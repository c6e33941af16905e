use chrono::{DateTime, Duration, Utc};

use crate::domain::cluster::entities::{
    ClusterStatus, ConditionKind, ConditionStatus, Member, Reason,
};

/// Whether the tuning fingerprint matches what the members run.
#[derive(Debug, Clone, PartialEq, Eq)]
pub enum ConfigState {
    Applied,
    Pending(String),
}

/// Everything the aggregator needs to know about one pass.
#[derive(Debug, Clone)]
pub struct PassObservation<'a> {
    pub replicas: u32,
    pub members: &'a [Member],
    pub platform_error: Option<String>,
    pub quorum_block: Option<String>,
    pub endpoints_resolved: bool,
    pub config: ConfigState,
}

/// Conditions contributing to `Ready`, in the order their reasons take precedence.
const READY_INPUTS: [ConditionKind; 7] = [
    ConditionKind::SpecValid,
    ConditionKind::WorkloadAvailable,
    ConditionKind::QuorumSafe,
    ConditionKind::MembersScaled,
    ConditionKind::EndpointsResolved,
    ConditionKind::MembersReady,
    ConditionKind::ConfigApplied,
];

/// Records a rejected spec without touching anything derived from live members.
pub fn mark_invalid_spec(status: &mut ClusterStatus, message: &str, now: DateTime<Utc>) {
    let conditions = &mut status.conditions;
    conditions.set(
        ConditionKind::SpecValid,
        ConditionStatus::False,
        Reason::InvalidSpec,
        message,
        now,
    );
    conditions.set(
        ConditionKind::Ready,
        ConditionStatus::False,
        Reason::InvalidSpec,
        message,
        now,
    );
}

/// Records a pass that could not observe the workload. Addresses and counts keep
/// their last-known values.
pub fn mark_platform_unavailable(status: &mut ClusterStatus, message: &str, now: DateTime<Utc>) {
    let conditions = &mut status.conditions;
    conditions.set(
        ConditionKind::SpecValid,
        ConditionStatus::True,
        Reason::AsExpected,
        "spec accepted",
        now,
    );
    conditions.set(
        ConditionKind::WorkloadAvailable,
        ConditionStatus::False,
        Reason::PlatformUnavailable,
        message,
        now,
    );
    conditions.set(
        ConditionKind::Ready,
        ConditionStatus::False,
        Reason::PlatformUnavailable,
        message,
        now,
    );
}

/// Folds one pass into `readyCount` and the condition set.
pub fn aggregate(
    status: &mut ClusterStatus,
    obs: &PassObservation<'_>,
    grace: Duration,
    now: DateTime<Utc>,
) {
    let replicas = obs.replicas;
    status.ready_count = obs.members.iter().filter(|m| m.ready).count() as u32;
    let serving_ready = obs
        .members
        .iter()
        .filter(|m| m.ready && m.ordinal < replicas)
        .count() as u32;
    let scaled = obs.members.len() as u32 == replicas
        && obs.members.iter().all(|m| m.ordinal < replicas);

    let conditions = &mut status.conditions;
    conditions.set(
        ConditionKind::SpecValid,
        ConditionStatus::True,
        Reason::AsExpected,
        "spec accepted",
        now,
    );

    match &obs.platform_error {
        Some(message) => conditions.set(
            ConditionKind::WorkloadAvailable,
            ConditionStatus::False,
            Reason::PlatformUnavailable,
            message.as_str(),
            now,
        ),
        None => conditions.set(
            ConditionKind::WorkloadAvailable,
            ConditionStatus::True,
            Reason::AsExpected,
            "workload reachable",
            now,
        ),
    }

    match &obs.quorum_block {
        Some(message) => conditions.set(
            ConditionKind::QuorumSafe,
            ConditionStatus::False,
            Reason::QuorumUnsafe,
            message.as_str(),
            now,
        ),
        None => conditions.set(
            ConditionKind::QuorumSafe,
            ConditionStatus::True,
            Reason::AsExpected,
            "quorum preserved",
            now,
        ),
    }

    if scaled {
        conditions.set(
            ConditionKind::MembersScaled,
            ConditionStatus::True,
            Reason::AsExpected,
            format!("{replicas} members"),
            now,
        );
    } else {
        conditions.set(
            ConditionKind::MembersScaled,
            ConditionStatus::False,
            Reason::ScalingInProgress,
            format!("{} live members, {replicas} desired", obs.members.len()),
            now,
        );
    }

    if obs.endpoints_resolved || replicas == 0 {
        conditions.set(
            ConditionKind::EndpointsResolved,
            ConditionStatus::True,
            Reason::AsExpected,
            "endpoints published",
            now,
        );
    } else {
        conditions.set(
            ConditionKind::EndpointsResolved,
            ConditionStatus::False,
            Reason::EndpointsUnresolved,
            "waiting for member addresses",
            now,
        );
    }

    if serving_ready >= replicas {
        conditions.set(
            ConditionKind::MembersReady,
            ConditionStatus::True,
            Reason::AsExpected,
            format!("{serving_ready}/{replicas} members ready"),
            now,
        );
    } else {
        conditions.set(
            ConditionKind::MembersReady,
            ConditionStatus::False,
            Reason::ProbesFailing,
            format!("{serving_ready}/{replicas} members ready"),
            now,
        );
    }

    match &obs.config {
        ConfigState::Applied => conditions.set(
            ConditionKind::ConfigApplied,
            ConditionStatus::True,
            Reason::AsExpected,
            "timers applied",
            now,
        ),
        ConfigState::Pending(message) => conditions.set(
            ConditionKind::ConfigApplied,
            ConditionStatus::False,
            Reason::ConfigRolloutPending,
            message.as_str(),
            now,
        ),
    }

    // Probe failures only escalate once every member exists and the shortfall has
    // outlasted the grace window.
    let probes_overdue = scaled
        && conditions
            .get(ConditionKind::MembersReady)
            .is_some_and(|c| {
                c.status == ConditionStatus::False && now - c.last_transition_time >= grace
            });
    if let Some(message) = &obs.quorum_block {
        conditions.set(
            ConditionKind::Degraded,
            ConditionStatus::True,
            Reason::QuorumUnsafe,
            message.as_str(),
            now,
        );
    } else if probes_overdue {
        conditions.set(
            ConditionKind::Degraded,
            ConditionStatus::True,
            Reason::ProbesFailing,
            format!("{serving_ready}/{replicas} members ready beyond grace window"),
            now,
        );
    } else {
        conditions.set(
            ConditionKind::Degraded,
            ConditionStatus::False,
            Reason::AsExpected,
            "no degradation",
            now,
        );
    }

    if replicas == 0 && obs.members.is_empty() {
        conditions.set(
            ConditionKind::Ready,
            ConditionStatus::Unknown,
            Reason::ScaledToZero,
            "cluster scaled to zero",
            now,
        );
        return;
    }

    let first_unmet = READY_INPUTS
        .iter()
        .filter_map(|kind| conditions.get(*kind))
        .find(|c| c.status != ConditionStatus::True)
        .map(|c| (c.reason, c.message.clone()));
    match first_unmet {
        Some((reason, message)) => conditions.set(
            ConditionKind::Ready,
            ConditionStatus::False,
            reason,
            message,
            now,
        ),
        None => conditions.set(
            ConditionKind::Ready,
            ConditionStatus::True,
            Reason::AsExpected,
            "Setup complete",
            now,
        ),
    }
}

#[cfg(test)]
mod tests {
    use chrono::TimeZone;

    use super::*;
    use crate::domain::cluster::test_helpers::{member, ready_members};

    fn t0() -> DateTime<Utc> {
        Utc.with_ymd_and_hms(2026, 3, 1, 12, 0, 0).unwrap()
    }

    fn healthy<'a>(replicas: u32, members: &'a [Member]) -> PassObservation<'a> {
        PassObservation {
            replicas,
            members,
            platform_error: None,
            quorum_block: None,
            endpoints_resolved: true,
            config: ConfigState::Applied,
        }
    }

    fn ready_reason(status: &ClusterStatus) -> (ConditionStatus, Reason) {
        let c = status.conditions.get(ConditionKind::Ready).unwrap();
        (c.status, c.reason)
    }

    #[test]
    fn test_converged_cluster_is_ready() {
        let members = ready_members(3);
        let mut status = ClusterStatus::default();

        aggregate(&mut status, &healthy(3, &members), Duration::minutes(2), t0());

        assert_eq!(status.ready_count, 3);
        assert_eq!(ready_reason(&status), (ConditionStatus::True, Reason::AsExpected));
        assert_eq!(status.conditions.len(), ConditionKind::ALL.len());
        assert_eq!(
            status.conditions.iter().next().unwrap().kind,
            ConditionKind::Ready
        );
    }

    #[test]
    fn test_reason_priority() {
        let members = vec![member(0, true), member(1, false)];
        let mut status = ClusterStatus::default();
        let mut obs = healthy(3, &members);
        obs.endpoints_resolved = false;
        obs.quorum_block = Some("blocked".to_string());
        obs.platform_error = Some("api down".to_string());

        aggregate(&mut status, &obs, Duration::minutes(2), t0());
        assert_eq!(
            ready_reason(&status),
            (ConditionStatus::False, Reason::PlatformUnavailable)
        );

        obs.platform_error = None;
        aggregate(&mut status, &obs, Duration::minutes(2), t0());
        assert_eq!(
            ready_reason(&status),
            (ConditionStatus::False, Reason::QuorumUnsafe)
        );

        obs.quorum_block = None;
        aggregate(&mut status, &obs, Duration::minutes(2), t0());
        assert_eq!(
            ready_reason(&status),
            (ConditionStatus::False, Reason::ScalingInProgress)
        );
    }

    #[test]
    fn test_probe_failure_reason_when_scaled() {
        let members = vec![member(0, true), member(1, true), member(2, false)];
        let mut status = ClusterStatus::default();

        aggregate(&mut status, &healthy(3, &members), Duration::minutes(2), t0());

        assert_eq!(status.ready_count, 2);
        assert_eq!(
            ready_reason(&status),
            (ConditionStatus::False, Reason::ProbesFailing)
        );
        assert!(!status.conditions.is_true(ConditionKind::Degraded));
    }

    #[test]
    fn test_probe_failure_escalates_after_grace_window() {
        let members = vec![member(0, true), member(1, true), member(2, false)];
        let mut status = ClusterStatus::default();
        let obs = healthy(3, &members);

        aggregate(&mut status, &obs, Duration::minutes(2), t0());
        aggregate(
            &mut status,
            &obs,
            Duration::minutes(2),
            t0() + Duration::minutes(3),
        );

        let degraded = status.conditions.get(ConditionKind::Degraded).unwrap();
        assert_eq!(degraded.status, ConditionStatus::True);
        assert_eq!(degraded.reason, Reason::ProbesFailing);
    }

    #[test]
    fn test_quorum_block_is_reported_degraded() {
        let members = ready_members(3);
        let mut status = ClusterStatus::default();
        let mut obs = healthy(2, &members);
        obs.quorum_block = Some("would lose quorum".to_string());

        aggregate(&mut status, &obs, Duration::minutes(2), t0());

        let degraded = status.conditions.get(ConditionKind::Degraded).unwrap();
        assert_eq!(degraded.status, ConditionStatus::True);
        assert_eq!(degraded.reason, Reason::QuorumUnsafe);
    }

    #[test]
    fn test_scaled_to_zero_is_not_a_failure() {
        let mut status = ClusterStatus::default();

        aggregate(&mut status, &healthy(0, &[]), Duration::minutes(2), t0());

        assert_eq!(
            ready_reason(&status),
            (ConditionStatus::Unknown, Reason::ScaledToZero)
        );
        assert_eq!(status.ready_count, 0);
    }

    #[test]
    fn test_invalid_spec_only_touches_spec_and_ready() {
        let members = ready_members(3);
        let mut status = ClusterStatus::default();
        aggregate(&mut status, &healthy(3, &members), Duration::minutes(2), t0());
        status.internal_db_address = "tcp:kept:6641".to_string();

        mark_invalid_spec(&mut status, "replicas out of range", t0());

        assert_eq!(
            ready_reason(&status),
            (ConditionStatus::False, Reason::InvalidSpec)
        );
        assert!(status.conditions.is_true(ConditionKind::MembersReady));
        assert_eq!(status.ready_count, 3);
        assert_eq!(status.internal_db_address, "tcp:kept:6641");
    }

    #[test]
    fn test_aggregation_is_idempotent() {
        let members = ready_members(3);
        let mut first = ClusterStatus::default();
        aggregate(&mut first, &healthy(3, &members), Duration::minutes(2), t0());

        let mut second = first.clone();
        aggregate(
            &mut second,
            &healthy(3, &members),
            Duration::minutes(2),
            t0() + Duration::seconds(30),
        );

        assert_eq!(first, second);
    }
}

------------

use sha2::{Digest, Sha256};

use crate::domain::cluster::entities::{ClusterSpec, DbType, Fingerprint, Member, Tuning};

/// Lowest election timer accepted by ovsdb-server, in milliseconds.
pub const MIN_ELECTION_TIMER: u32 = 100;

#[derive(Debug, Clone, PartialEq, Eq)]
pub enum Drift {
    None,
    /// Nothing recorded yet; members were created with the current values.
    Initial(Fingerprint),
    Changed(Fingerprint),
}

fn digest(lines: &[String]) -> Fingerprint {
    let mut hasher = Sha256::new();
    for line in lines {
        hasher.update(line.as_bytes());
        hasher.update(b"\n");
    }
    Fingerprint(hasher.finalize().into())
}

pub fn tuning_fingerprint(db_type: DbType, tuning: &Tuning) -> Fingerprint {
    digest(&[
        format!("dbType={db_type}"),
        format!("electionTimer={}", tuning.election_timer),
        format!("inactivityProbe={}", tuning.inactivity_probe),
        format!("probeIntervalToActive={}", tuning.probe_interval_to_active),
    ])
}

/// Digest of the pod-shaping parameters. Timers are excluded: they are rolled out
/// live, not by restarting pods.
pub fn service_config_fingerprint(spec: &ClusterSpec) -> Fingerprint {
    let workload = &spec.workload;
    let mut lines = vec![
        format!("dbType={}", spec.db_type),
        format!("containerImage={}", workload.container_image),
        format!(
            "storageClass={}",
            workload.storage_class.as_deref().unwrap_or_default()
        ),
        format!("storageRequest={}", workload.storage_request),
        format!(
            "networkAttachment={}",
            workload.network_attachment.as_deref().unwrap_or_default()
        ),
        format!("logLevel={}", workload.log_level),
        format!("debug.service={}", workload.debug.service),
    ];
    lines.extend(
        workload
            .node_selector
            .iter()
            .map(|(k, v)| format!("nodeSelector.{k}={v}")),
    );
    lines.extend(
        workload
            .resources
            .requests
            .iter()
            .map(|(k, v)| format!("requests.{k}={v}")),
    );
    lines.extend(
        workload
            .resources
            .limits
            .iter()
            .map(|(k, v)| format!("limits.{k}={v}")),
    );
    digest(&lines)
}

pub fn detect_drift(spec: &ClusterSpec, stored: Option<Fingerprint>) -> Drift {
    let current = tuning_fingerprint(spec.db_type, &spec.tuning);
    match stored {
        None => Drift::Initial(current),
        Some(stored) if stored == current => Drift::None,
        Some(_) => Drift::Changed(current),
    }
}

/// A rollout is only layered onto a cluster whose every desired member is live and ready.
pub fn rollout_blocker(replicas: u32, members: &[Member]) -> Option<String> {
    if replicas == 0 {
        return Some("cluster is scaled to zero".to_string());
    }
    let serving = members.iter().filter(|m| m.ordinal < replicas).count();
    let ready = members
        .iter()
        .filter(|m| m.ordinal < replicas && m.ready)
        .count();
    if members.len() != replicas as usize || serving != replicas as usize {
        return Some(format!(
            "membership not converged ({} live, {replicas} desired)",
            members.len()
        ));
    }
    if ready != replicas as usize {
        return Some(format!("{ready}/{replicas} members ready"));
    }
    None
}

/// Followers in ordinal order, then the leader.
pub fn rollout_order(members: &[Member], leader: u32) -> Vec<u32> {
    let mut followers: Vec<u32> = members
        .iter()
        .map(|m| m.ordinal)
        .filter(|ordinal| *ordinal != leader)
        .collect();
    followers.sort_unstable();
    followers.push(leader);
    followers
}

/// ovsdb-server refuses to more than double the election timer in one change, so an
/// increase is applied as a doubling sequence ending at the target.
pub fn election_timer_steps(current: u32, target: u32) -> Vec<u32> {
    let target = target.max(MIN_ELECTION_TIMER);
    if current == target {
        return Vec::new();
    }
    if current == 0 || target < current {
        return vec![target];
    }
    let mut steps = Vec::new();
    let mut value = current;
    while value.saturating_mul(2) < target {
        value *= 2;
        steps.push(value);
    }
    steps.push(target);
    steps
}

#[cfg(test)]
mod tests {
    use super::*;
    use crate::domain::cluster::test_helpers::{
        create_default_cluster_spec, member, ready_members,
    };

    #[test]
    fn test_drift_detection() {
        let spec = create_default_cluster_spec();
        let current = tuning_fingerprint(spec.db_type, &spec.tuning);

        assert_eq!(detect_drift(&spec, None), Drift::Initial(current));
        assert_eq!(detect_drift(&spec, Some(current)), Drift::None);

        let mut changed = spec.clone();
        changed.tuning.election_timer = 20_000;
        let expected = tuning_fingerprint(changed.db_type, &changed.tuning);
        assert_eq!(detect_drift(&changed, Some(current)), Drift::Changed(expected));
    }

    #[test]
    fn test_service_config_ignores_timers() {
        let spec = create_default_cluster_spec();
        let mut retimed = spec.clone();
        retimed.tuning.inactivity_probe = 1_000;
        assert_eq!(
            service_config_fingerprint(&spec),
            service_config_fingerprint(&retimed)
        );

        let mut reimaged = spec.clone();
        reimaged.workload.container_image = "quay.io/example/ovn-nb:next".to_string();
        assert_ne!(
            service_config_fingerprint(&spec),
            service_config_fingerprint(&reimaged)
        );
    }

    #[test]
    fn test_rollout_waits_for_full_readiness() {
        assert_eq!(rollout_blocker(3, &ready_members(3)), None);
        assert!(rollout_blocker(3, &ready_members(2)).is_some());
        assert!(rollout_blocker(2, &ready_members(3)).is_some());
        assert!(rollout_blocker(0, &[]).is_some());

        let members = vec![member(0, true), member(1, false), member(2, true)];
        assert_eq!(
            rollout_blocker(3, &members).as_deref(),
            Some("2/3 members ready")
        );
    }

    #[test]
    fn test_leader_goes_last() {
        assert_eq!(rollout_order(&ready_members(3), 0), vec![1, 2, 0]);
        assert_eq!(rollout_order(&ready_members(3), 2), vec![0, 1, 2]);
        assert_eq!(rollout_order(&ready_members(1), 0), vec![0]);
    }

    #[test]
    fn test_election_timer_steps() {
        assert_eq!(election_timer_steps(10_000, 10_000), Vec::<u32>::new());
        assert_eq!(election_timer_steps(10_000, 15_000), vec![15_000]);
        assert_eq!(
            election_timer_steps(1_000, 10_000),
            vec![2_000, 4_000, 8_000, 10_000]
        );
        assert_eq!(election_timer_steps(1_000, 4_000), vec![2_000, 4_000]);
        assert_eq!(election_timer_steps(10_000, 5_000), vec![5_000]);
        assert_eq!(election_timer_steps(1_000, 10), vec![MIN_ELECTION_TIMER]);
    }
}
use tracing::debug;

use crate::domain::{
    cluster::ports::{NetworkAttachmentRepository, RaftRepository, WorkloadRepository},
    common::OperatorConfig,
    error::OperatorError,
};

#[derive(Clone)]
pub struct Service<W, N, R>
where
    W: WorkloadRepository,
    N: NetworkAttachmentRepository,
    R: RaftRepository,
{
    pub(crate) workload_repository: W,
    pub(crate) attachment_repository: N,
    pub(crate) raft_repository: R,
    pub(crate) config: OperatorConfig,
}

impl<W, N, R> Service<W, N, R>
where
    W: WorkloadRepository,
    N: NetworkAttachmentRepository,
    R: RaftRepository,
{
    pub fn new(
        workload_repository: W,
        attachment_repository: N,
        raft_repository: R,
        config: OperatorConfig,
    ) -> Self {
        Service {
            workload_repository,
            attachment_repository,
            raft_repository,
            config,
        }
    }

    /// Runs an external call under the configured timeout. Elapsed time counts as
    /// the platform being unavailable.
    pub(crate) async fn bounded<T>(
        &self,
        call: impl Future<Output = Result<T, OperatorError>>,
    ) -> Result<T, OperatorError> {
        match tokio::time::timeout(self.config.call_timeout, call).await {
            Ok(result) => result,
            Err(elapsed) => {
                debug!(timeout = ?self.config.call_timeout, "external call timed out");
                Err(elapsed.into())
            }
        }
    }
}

------------

- PROBLEM REQUIREMENTS -
The required answer is the exact run of lines above starting at the line with "repository c6e33941af16905e" and ending at the line with "their last-known values.", with both ends present.

- RESPONSE -
repository c6e33941af16905e
use chrono::{DateTime, Duration, Utc};

use crate::domain::cluster::entities::{
    ClusterStatus, ConditionKind, ConditionStatus, Member, Reason,
};

/// Whether the tuning fingerprint matches what the members run.
#[derive(Debug, Clone, PartialEq, Eq)]
pub enum ConfigState {
    Applied,
    Pending(String),
}

/// Everything the aggregator needs to know about one pass.
#[derive(Debug, Clone)]
pub struct PassObservation<'a> {
    pub replicas: u32,
    pub members: &'a [Member],
    pub platform_error: Option<String>,
    pub quorum_block: Option<String>,
    pub endpoints_resolved: bool,
    pub config: ConfigState,
}

/// Conditions contributing to `Ready`, in the order their reasons take precedence.
const READY_INPUTS: [ConditionKind; 7] = [
    ConditionKind::SpecValid,
    ConditionKind::WorkloadAvailable,
    ConditionKind::QuorumSafe,
    ConditionKind::MembersScaled,
    ConditionKind::EndpointsResolved,
    ConditionKind::MembersReady,
    ConditionKind::ConfigApplied,
];

/// Records a rejected spec without touching anything derived from live members.
pub fn mark_invalid_spec(status: &mut ClusterStatus, message: &str, now: DateTime<Utc>) {
    let conditions = &mut status.conditions;
    conditions.set(
        ConditionKind::SpecValid,
        ConditionStatus::False,
        Reason::InvalidSpec,
        message,
        now,
    );
    conditions.set(
        ConditionKind::Ready,
        ConditionStatus::False,
        Reason::InvalidSpec,
        message,
        now,
    );
}

/// Records a pass that could not observe the workload. Addresses and counts keep
/// their last-known values.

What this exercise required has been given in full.